I guess if you are inclined to believe in curses, this might fill the bill.

But there is another thing I find curious and coincidental. Houdini died on Halloween day in 1926. At the very least we can say it was appropriate that a man so interested in reaching those who are supposedly on the other side of the veil would die on the very day that veil is at its thinnest. Was this an example of Jung's Synchronicity? Was it just a strange coincidence? Truth indeed is sometimes stranger than fiction in this strange universe of ours.

Saturday, October 30, 2010

Halloween: A Season of Ghosts

A crazily hectic work schedule has all but derailed my plans to spend time blogging about Halloween. Some of you may find that a small loss, but I love the fall season, it's significance in the cycle of life, and the rich and varied history of harvest festivals and autumnal celebrations. Halloween and Thanksgiving give us ample opportunity to meditate on all that.

According to ancient Irish lore, Samhain (or summer's end). which corresponds with our modern Halloween, was a time when death was brought to the forefront. It was all around as the leaves fell, the grass withered, and the landscape became barren. Farmers took note of their flocks and decided which and how many animals would be slaughtered and preserved to nourish their families through the long winter ahead, along with the grains and produce that had been harvested.

Also there was the matter of the veil between the living and dead among humanity that was perceived to be especially thin at this time of year. Towards that end, Samhain feasts were held and places set for deceased loved ones. Stories were exchanged about the dead. These departed ones, it was believed, could reach across the divide and touch their surviving loved ones.

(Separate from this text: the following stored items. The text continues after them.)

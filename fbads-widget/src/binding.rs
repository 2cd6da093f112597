//! The insights widget render function.
//!
//! `render` runs synchronously up to issuing the remote call, then hands the
//! host a [`PendingRender`] holding the continuation. Driving it to completion
//! routes the call result into the chart: data on fulfillment, error on
//! rejection, never both.

use crate::calls::WidgetCalls;
use crate::chart::{ChartFactory, ChartKind, ChartOptions, Container};
use crate::config::{ChartMode, InsightQueryParams, WidgetConfig};
use crate::{LocalBoxFuture, COMMAND_ENDPOINT, GET_INSIGHTS};
use futures::FutureExt;
use std::future::{ready, IntoFuture};
use std::rc::Rc;

/// Hole ratio of the "sum" donut chart.
pub const PIE_HOLE: f64 = 0.5;

/// Collaborators injected by the host into every render.
#[derive(Clone)]
pub struct WidgetContext {
    /// Managed-call API scoped to the widget instance being rendered.
    pub calls: WidgetCalls,
    pub charts: Rc<dyn ChartFactory>,
}

/// How a render settled.
#[derive(Debug, Clone, Copy, PartialEq, Eq)]
pub enum RenderOutcome {
    /// Unrecognized mode: no chart, no call.
    Ignored,
    /// The call succeeded and the chart received its data.
    Rendered,
    /// The call failed and the chart shows the error.
    Failed,
}

/// Continuation of one render, awaiting the remote call.
#[must_use = "the chart is only updated once the pending render is driven"]
pub struct PendingRender {
    continuation: Option<LocalBoxFuture<'static, RenderOutcome>>,
}

impl PendingRender {
    fn ignored() -> Self {
        Self { continuation: None }
    }

    /// True when nothing was issued and awaiting yields [`RenderOutcome::Ignored`].
    pub fn is_ignored(&self) -> bool {
        self.continuation.is_none()
    }
}

impl IntoFuture for PendingRender {
    type Output = RenderOutcome;
    type IntoFuture = LocalBoxFuture<'static, RenderOutcome>;

    fn into_future(self) -> Self::IntoFuture {
        match self.continuation {
            Some(continuation) => continuation,
            None => ready(RenderOutcome::Ignored).boxed_local(),
        }
    }
}

/// Render one widget instance into `container`.
///
/// Always attaches a fresh child element first. For `"sum"` a donut chart is
/// created and the call asks for an action breakdown; for `"evolution"` a
/// line chart is created and the call asks for daily values. Any other mode
/// is a silent no-op apart from stopping the instance's previous call.
pub fn render(
    container: &dyn Container,
    config: &WidgetConfig,
    context: &WidgetContext,
) -> anyhow::Result<PendingRender> {
    let mount = container.append_child()?;

    let (mut chart, action_breakdown) = match config.mode {
        ChartMode::Sum => {
            let mut chart = context.charts.create(ChartKind::Pie, &mount);
            chart.update_config(ChartOptions::donut(PIE_HOLE));
            (chart, true)
        }
        ChartMode::Evolution => (context.charts.create(ChartKind::Line, &mount), false),
        ChartMode::Unrecognized => {
            // Nothing replaces the previous chart, so its result must not land.
            context.calls.stop();
            log::debug!(
                "widget {} has unrecognized type, nothing to render",
                context.calls.instance_id()
            );
            return Ok(PendingRender::ignored());
        }
    };

    let params = InsightQueryParams::new(config, action_breakdown);
    let call = context
        .calls
        .start_call_stop(COMMAND_ENDPOINT, GET_INSIGHTS, params.to_value());

    let instance_id = context.calls.instance_id().to_string();
    let continuation = async move {
        match call.await {
            Ok(data) => {
                chart.set_data(data);
                RenderOutcome::Rendered
            }
            Err(error) => {
                log::warn!("insights for widget {} failed: {}", instance_id, error);
                chart.set_error(error);
                RenderOutcome::Failed
            }
        }
    };

    Ok(PendingRender {
        continuation: Some(continuation.boxed_local()),
    })
}

#[cfg(test)]
mod tests {
    use super::*;
    use crate::calls::CallManager;
    use crate::chart::MountPoint;
    use crate::error::RemoteCallFailure;
    use crate::testing::{ChartEvent, DeferredClient, RecordingContainer, RecordingFactory};
    use futures::executor::block_on;
    use serde_json::json;

    struct Harness {
        client: DeferredClient,
        manager: CallManager,
        charts: RecordingFactory,
    }

    impl Harness {
        fn new() -> Self {
            let client = DeferredClient::new();
            Self {
                manager: CallManager::new(client.clone()),
                client,
                charts: RecordingFactory::new(),
            }
        }

        fn context(&self, instance_id: &str) -> WidgetContext {
            WidgetContext {
                calls: self.manager.for_widget(instance_id),
                charts: Rc::new(self.charts.clone()),
            }
        }
    }

    fn config(mode: &str) -> WidgetConfig {
        WidgetConfig::from_value(json!({
            "type": mode,
            "insight": "42",
            "service": {"config": {"account": "acct_1"}}
        }))
        .unwrap()
    }

    #[test]
    fn sum_creates_donut_and_requests_breakdown() {
        let h = Harness::new();
        let container = RecordingContainer::new("w1");

        let pending = render(&container, &config("sum"), &h.context("w1")).unwrap();
        assert!(!pending.is_ignored());

        assert_eq!(
            h.charts.events(),
            vec![
                ChartEvent::Created {
                    chart: 0,
                    kind: ChartKind::Pie,
                    mount: MountPoint::new("w1-0"),
                },
                ChartEvent::Config {
                    chart: 0,
                    options: ChartOptions::donut(0.5),
                },
            ]
        );

        let requests = h.client.requests();
        assert_eq!(requests.len(), 1);
        assert_eq!(requests[0].endpoint, "serverboards.facebookads/command");
        assert_eq!(requests[0].method, "get_insights");
        assert_eq!(
            requests[0].params,
            json!({
                "insight_id": "42",
                "action_breakdown": true,
                "service": {"config": {"account": "acct_1"}}
            })
        );
    }

    #[test]
    fn evolution_creates_line_chart_without_breakdown() {
        let h = Harness::new();
        let container = RecordingContainer::new("w1");

        let _pending = render(&container, &config("evolution"), &h.context("w1")).unwrap();

        assert_eq!(
            h.charts.events(),
            vec![ChartEvent::Created {
                chart: 0,
                kind: ChartKind::Line,
                mount: MountPoint::new("w1-0"),
            }]
        );
        let requests = h.client.requests();
        assert_eq!(requests.len(), 1);
        assert_eq!(requests[0].params["action_breakdown"], json!(false));
        assert_eq!(requests[0].params["insight_id"], json!("42"));
    }

    #[test]
    fn unrecognized_mode_is_a_silent_noop() {
        let h = Harness::new();
        let container = RecordingContainer::new("w1");

        let pending = render(&container, &config("histogram"), &h.context("w1")).unwrap();
        assert!(pending.is_ignored());
        assert_eq!(block_on(pending.into_future()), RenderOutcome::Ignored);

        assert_eq!(h.charts.created(), 0);
        assert!(h.client.requests().is_empty());
        // The child element is still attached before the mode is inspected.
        assert_eq!(container.children().len(), 1);
    }

    #[test]
    fn fulfillment_sets_data_once() {
        let h = Harness::new();
        let container = RecordingContainer::new("w1");
        let pending = render(&container, &config("sum"), &h.context("w1")).unwrap();

        let data = json!({"labels": ["A", "B"], "values": [1, 2]});
        h.client.resolve(0, Ok(data.clone()));

        assert_eq!(block_on(pending.into_future()), RenderOutcome::Rendered);
        assert_eq!(h.charts.data_for(0), vec![data]);
        assert!(h.charts.errors_for(0).is_empty());
    }

    #[test]
    fn rejection_sets_error_once() {
        let h = Harness::new();
        let container = RecordingContainer::new("w1");
        let pending = render(&container, &config("evolution"), &h.context("w1")).unwrap();

        let error = RemoteCallFailure::Remote(json!("invalid OAuth access token"));
        h.client.resolve(0, Err(error.clone()));

        assert_eq!(block_on(pending.into_future()), RenderOutcome::Failed);
        assert_eq!(h.charts.errors_for(0), vec![error]);
        assert!(h.charts.data_for(0).is_empty());
    }

    #[test]
    fn renders_on_fresh_containers_are_independent() {
        let h = Harness::new();
        let first_container = RecordingContainer::new("a");
        let second_container = RecordingContainer::new("b");

        let first = render(&first_container, &config("sum"), &h.context("a")).unwrap();
        let second = render(&second_container, &config("sum"), &h.context("b")).unwrap();
        assert_eq!(h.charts.created(), 2);
        assert_eq!(h.client.requests().len(), 2);

        h.client.resolve(1, Ok(json!({"Likes": 5})));
        h.client.resolve(0, Err(RemoteCallFailure::Transport("offline".to_string())));

        assert_eq!(block_on(second.into_future()), RenderOutcome::Rendered);
        assert_eq!(block_on(first.into_future()), RenderOutcome::Failed);

        assert_eq!(h.charts.data_for(1), vec![json!({"Likes": 5})]);
        assert!(h.charts.errors_for(1).is_empty());
        assert!(h.charts.data_for(0).is_empty());
        assert_eq!(h.charts.errors_for(0).len(), 1);
        assert_eq!(first_container.children(), vec![MountPoint::new("a-0")]);
        assert_eq!(second_container.children(), vec![MountPoint::new("b-0")]);
    }

    #[test]
    fn rerender_cancels_stale_call() {
        let h = Harness::new();
        let container = RecordingContainer::new("w1");
        let context = h.context("w1");

        let stale = render(&container, &config("sum"), &context).unwrap();
        let fresh = render(&container, &config("evolution"), &context).unwrap();

        h.client.resolve(0, Ok(json!({"Likes": 1})));
        h.client.resolve(1, Ok(json!([{"name": "CTR", "values": [["2017-02-01", "1.2"]]}])));

        assert_eq!(block_on(stale.into_future()), RenderOutcome::Failed);
        assert_eq!(block_on(fresh.into_future()), RenderOutcome::Rendered);

        assert!(h.charts.data_for(0).is_empty());
        assert_eq!(h.charts.errors_for(0), vec![RemoteCallFailure::Cancelled]);
        assert_eq!(h.charts.data_for(1).len(), 1);
    }

    #[test]
    fn unrecognized_rerender_stops_previous_call() {
        let h = Harness::new();
        let container = RecordingContainer::new("w1");
        let context = h.context("w1");

        let stale = render(&container, &config("sum"), &context).unwrap();
        assert!(h.manager.is_outstanding("w1"));

        let ignored = render(&container, &config("histogram"), &context).unwrap();
        assert!(ignored.is_ignored());
        assert!(!h.manager.is_outstanding("w1"));

        h.client.resolve(0, Ok(json!({"Likes": 1})));
        assert_eq!(block_on(stale.into_future()), RenderOutcome::Failed);
        assert!(h.charts.data_for(0).is_empty());
        assert_eq!(h.charts.errors_for(0), vec![RemoteCallFailure::Cancelled]);
        assert_eq!(h.client.requests().len(), 1);
    }

    #[test]
    fn container_failure_is_reported_without_call() {
        let h = Harness::new();
        let result = render(&RecordingContainer::broken(), &config("sum"), &h.context("w1"));

        assert!(result.is_err());
        assert_eq!(h.charts.created(), 0);
        assert!(h.client.requests().is_empty());
    }
}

Personally, I have somewhat different ideas about death and survival of death. I agree with fellow pantheist John Toland, who wrote:

"Nothing dies totally, the death of one thing brings the birth of another, by a universally reciprocal exchange, and everything contributes necessarily to the preservation and welfare of the Whole by a continual change of forms and a marvelous variation which forms an eternal cycle.”

Our departed loved ones live on, I believe, in our hearts and minds. Death is too much feared and not enough understood in the context of the cycles of life. This problem mainly is due to our personal egos. We tend to view the universe as outside and apart from us, ignoring the fact that we are only an infinitesimally small particle in the Cosmos as a whole.

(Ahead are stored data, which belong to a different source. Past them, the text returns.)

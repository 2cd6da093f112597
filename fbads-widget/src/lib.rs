//! Advertising-insights dashboard widget.
//!
//! This crate provides:
//! - `config`: `WidgetConfig` as supplied by the dashboard host, and the query params derived from it
//! - `binding`: the render function that turns one config into one remote call and one chart update
//! - `registry`: widget-id to render-function lookup used by the host at mount time
//! - `calls`: managed calls that abort a widget's previous request when it re-renders
//! - `chart`: the traits chart backends and mount targets implement
//! - `rpc`: wire format for the plugin command endpoint
//! - `insight`: decoding of insight results into drawable pie slices and line series
//!
//! Everything here is single-threaded (`Rc`, no `Send` bounds) so it runs unchanged
//! in a WASM host and in native tests.

pub mod binding;
pub mod calls;
pub mod chart;
pub mod config;
pub mod error;
pub mod insight;
pub mod registry;
pub mod rpc;

#[cfg(test)]
mod testing;

pub use binding::{render, PendingRender, RenderOutcome, WidgetContext};
pub use calls::{CallManager, CommandClient, WidgetCalls};
pub use chart::{Chart, ChartFactory, ChartKind, ChartOptions, Container, MountPoint};
pub use config::{ChartMode, InsightQueryParams, ServiceRef, WidgetConfig};
pub use error::RemoteCallFailure;
pub use registry::{RenderFn, WidgetRegistry};

/// Plugin identifier the host knows this widget by.
pub const PLUGIN_ID: &str = "serverboards.facebookads";

/// Widget type identifier registered with the host.
pub const WIDGET_ID: &str = "serverboards.facebookads/widget";

/// Command endpoint every insight call is dispatched to (`<plugin_id>/command`).
pub const COMMAND_ENDPOINT: &str = "serverboards.facebookads/command";

/// Remote method that computes insight data.
pub const GET_INSIGHTS: &str = "get_insights";

/// Boxed single-threaded future, as returned by render functions and command clients.
pub type LocalBoxFuture<'a, T> = futures::future::LocalBoxFuture<'a, T>;
//! Chart mode selector.

use crate::state::AppState;
use dioxus::prelude::*;

/// Dropdown selector for the widget `type`.
#[component]
pub fn ModeSelector() -> Element {
    let mut state = use_context::<AppState>();
    let current_mode = (state.mode)();

    let on_mode_change = move |evt: Event<FormData>| {
        state.mode.set(evt.value());
    };

    rsx! {
        div {
            style: "margin: 8px 0; display: flex; gap: 12px; align-items: center;",
            label {
                style: "font-weight: bold;",
                "Show: "
                select {
                    onchange: on_mode_change,
                    option {
                        value: "sum",
                        selected: current_mode == "sum",
                        "Totals by action"
                    }
                    option {
                        value: "evolution",
                        selected: current_mode == "evolution",
                        "Daily evolution"
                    }
                }
            }
        }
    }
}
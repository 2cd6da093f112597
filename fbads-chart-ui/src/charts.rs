//! D3.js-backed implementations of the widget's chart seams.

use crate::js_bridge;
use fbads_widget::insight::{line_series, pie_slices};
use fbads_widget::{Chart, ChartFactory, ChartKind, ChartOptions, MountPoint, RemoteCallFailure};
use serde_json::Value;

/// Whether a call failure should be drawn into the chart.
///
/// A cancelled call belongs to a chart that has been replaced, and its
/// element is already gone from the page.
pub fn should_render_error(error: &RemoteCallFailure) -> bool {
    !matches!(error, RemoteCallFailure::Cancelled)
}

fn render_error(container_id: &str, error: &RemoteCallFailure) {
    if !should_render_error(error) {
        log::debug!("[FBADS] #{} replaced, dropping {}", container_id, error);
        return;
    }
    js_bridge::render_chart_error(container_id, &error.message());
}

/// Pie chart; a donut when `hole` is set.
pub struct D3PieChart {
    container_id: String,
    options: ChartOptions,
}

impl D3PieChart {
    pub fn new(mount: &MountPoint) -> Self {
        Self {
            container_id: mount.id.clone(),
            options: ChartOptions::default(),
        }
    }
}

impl Chart for D3PieChart {
    fn update_config(&mut self, options: ChartOptions) {
        self.options.merge(options);
    }

    fn set_data(&mut self, data: Value) {
        match pie_slices(&data) {
            Ok(slices) => {
                let data_json = serde_json::to_string(&slices).unwrap_or_default();
                let config_json = serde_json::to_string(&self.options).unwrap_or_default();
                js_bridge::render_pie_chart(&self.container_id, &data_json, &config_json);
            }
            Err(e) => {
                log::warn!("[FBADS] undrawable pie data for #{}: {:#}", self.container_id, e);
                js_bridge::render_chart_error(&self.container_id, &format!("Unexpected data: {}", e));
            }
        }
    }

    fn set_error(&mut self, error: RemoteCallFailure) {
        render_error(&self.container_id, &error);
    }
}

/// One line per insight field over time.
pub struct D3LineGraph {
    container_id: String,
    options: ChartOptions,
}

impl D3LineGraph {
    pub fn new(mount: &MountPoint) -> Self {
        Self {
            container_id: mount.id.clone(),
            options: ChartOptions::default(),
        }
    }
}

impl Chart for D3LineGraph {
    fn update_config(&mut self, options: ChartOptions) {
        self.options.merge(options);
    }

    fn set_data(&mut self, data: Value) {
        match line_series(&data) {
            Ok(series) => {
                let data_json = serde_json::to_string(&series).unwrap_or_default();
                let config_json = serde_json::to_string(&self.options).unwrap_or_default();
                js_bridge::render_line_chart(&self.container_id, &data_json, &config_json);
            }
            Err(e) => {
                log::warn!("[FBADS] undrawable line data for #{}: {:#}", self.container_id, e);
                js_bridge::render_chart_error(&self.container_id, &format!("Unexpected data: {}", e));
            }
        }
    }

    fn set_error(&mut self, error: RemoteCallFailure) {
        render_error(&self.container_id, &error);
    }
}

/// Creates D3 charts; loads the chart scripts on construction.
pub struct D3ChartFactory;

impl D3ChartFactory {
    pub fn new() -> Self {
        js_bridge::init_charts();
        Self
    }
}

impl Default for D3ChartFactory {
    fn default() -> Self {
        Self::new()
    }
}

impl ChartFactory for D3ChartFactory {
    fn create(&self, kind: ChartKind, mount: &MountPoint) -> Box<dyn Chart> {
        match kind {
            ChartKind::Pie => Box::new(D3PieChart::new(mount)),
            ChartKind::Line => Box::new(D3LineGraph::new(mount)),
        }
    }
}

Perhaps the veil is only apparent. So long as we are alive, those we loved and can't forget live on. In the same way we will live on after our deaths in the memories of those whose lives we touched. The thinning of the veil is just another way of noting that autumn signals the fast approach of winter. But then, after a while, it is spring again, and life bursts forth anew as the cycle continues.

Ghosts of departed spirits are real, I believe, at least in the sense that our psyches are haunted by them. The dead aren't fully departed, but still very much with us. Autumn and winter are only symbolically about approaching death and death. Halloween is a fine time for us to think about these things.

Thursday, October 28, 2010

Our Local Halloween Controversy

Well, Satan's holiday, commonly called by its religious name, Halloween (derived from All Hallows Even, or evening), has created controversy where I live, because it falls on Sunday. That happens to be church night, although I've noticed that many of our area churches have adopted the Trunk or Treat program. That is a safe (less Pagan) alternative, where the church folk fill their trunks with goodies, dress in costumes (or not), and let the kiddies make the rounds from trunk to trunk to trunk. If I were I kid, I think I would find that about as exciting as fishing in a washtub.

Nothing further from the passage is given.